Auch wenn uns die Städter hin und wieder als Landeier belächeln, können wir Kraichgauer doch auf unsere ureigene Kultur stolz sein. Durch unsere fruchtbaren Böden hat sich die Landwirtschaft in den letzten Jahrhunderten stetig weiterentwickelt, Land und Leute ernährt, sie durch manche Krise getragen. Der Fortschritt in unserem Land der tausend Hügel war immer pragmatisch, immer direkt am Puls faktischer Notwendigkeiten zu messen.

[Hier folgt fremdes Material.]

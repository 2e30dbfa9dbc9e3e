// src/utils/linalg.rs

use nalgebra::{Matrix3, Vector3};

/// Lattice rows [[ax, ay, az], [bx, by, bz], [cx, cy, cz]] as a matrix
pub fn lattice_matrix(lattice: [[f64; 3]; 3]) -> Matrix3<f64> {
  Matrix3::from_row_slice(&[
    lattice[0][0],
    lattice[0][1],
    lattice[0][2],
    lattice[1][0],
    lattice[1][1],
    lattice[1][2],
    lattice[2][0],
    lattice[2][1],
    lattice[2][2],
  ])
}

/// Convert fractional coordinates to Cartesian using lattice matrix
///
/// # Arguments
/// * `frac` - Fractional coordinates [x, y, z]; values outside [0, 1] address neighbouring cells
/// * `lattice` - Lattice vectors as row matrix [[ax, ay, az], [bx, by, bz], [cx, cy, cz]]
///
/// # Formula
/// ```text
/// Cartesian = Lattice^T × Fractional
/// ```
pub fn frac_to_cart(frac: [f64; 3], lattice: [[f64; 3]; 3]) -> [f64; 3] {
  let cart_vec = lattice_matrix(lattice).transpose() * Vector3::from(frac);
  [cart_vec.x, cart_vec.y, cart_vec.z]
}

/// Convert Cartesian coordinates to fractional using lattice matrix
///
/// Returns None if the lattice is singular.
///
/// # Formula
/// ```text
/// Fractional = (Lattice^T)^-1 × Cartesian
/// ```
pub fn cart_to_frac(cart: [f64; 3], lattice: [[f64; 3]; 3]) -> Option<[f64; 3]> {
  let inv_lat = lattice_matrix(lattice).transpose().try_inverse()?;
  let frac_vec = inv_lat * Vector3::from(cart);
  Some([frac_vec.x, frac_vec.y, frac_vec.z])
}

/// Signed cell volume a · (b × c)
pub fn determinant(lattice: [[f64; 3]; 3]) -> f64 {
  lattice_matrix(lattice).determinant()
}
// src/physics/phonon.rs

//! Per-atom animation of a single phonon mode.
//!
//! The displacement of atom j in cell l for mode ν is
//!
//! ```text
//! u(jl, t) = U(j, q, ν) · exp(i [q · r(jl) − ω t])
//! ```
//!
//! (M. T. Dove, Introduction to Lattice Dynamics, 1993, eq. 6.18). Time is
//! replaced by the frame index with t = 2π f / (ω N), so one period spans
//! exactly N frames and ω drops out:
//!
//! ```text
//! r'(f) = r + Re[ U · exp(i [q · r − 2π f / N]) ]
//! ```
//!
//! Frame N would repeat frame 0 and is not emitted.

use crate::error::{Result, VibError};
use crate::model::VibrationalMode;
use crate::utils::geometry::{self, Point3};
use num_complex::Complex64;
use std::f64::consts::PI;

pub const DEFAULT_FRAME_COUNT: i64 = 30;

/// Complex displacement vector of one atom in one mode
pub type Displacement = [Complex64; 3];

/// Positions of one atom over one oscillation period, in frame order
#[derive(Debug, Clone, PartialEq)]
pub struct Trajectory(Vec<Point3>);

impl Trajectory {
  pub fn frames(&self) -> &[Point3] {
    &self.0
  }

  pub fn len(&self) -> usize {
    self.0.len()
  }

  pub fn is_empty(&self) -> bool {
    self.0.is_empty()
  }

  pub fn iter(&self) -> std::slice::Iter<'_, Point3> {
    self.0.iter()
  }

  /// Largest distance from `origin` reached during the cycle
  pub fn max_displacement(&self, origin: Point3) -> f64 {
    self
      .0
      .iter()
      .map(|&p| geometry::calculate_distance(p, origin))
      .fold(0.0, f64::max)
  }

  pub fn into_inner(self) -> Vec<Point3> {
    self.0
  }
}

impl<'a> IntoIterator for &'a Trajectory {
  type Item = &'a Point3;
  type IntoIter = std::slice::Iter<'a, Point3>;

  fn into_iter(self) -> Self::IntoIter {
    self.0.iter()
  }
}

/// Position at `frame` of a `frame_count`-frame cycle. Any frame index is
/// accepted, including `frame_count` itself (which reproduces frame 0).
pub fn displaced_position(
  r: Point3,
  qpt: Point3,
  displacement: &Displacement,
  frame: i64,
  frame_count: i64,
) -> Point3 {
  let phase = geometry::dot(qpt, r) - 2.0 * PI * frame as f64 / frame_count as f64;
  let e = Complex64::from_polar(1.0, phase);
  [
    r[0] + (displacement[0] * e).re,
    r[1] + (displacement[1] * e).re,
    r[2] + (displacement[2] * e).re,
  ]
}

/// One full cycle for an atom at Cartesian equilibrium position `r`
pub fn generate_trajectory(
  r: Point3,
  qpt: Point3,
  displacement: &Displacement,
  frame_count: i64,
) -> Result<Trajectory> {
  if frame_count <= 0 {
    return Err(VibError::InvalidFrameCount(frame_count));
  }
  Ok(Trajectory(
    (0..frame_count)
      .map(|frame| displaced_position(r, qpt, displacement, frame, frame_count))
      .collect(),
  ))
}

/// A mode must carry exactly one displacement per atom
pub fn check_alignment(atom_count: usize, mode: &VibrationalMode) -> Result<()> {
  if mode.vectors.len() != atom_count {
    return Err(VibError::IndexMismatch { atoms: atom_count, vectors: mode.vectors.len() });
  }
  Ok(())
}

Nicht minder stolz können wir auf unsere Baukultur sein. In unseren Breitengraden finden sich einige der schönsten Fachwerkbauten weit und breit. Ingenieurtechnische Meisterleistungen, die noch heute ihresgleichen suchen. Ja, die Kraichgauer wissen schon lange wie man baut. Durch Beobachtungen und Erfahrungen ganzer Generationen entstanden hier komplexe wie auch einfache Bauwerke, die auf ein feines Gespür und fundiertes Wissen über Bauphysik sowie den Anforderungen unseres heimischen Grundes und unseres Klimas schließen lassen.

Die Wertschätzung für diese heimischen Errungenschaften scheint aber immer weiter zu verblassen. Anders lässt es sich kaum erklären, dass die historischen Bauwerke in unseren Dorfmitten immer weiter verfallen, während am Ortsrand gesichtslose und uniforme Neubaugebiete wie Pilze aus dem Boden schießen. Die Tristesse dieser Neubauviertel ist für echte Liebhaber Kraichgauer Baukunst kaum zu ertragen. Eine Hutschachtel vom Reißbrett, oder gleich ganz aus Fertigbauteilen zusammengesetzt, steht dort neben der anderen. Jeder dieser Orte gleicht jedem beliebigen anderen, alle zeichnet eines aus: Das Fehlen jeglichen Charakters.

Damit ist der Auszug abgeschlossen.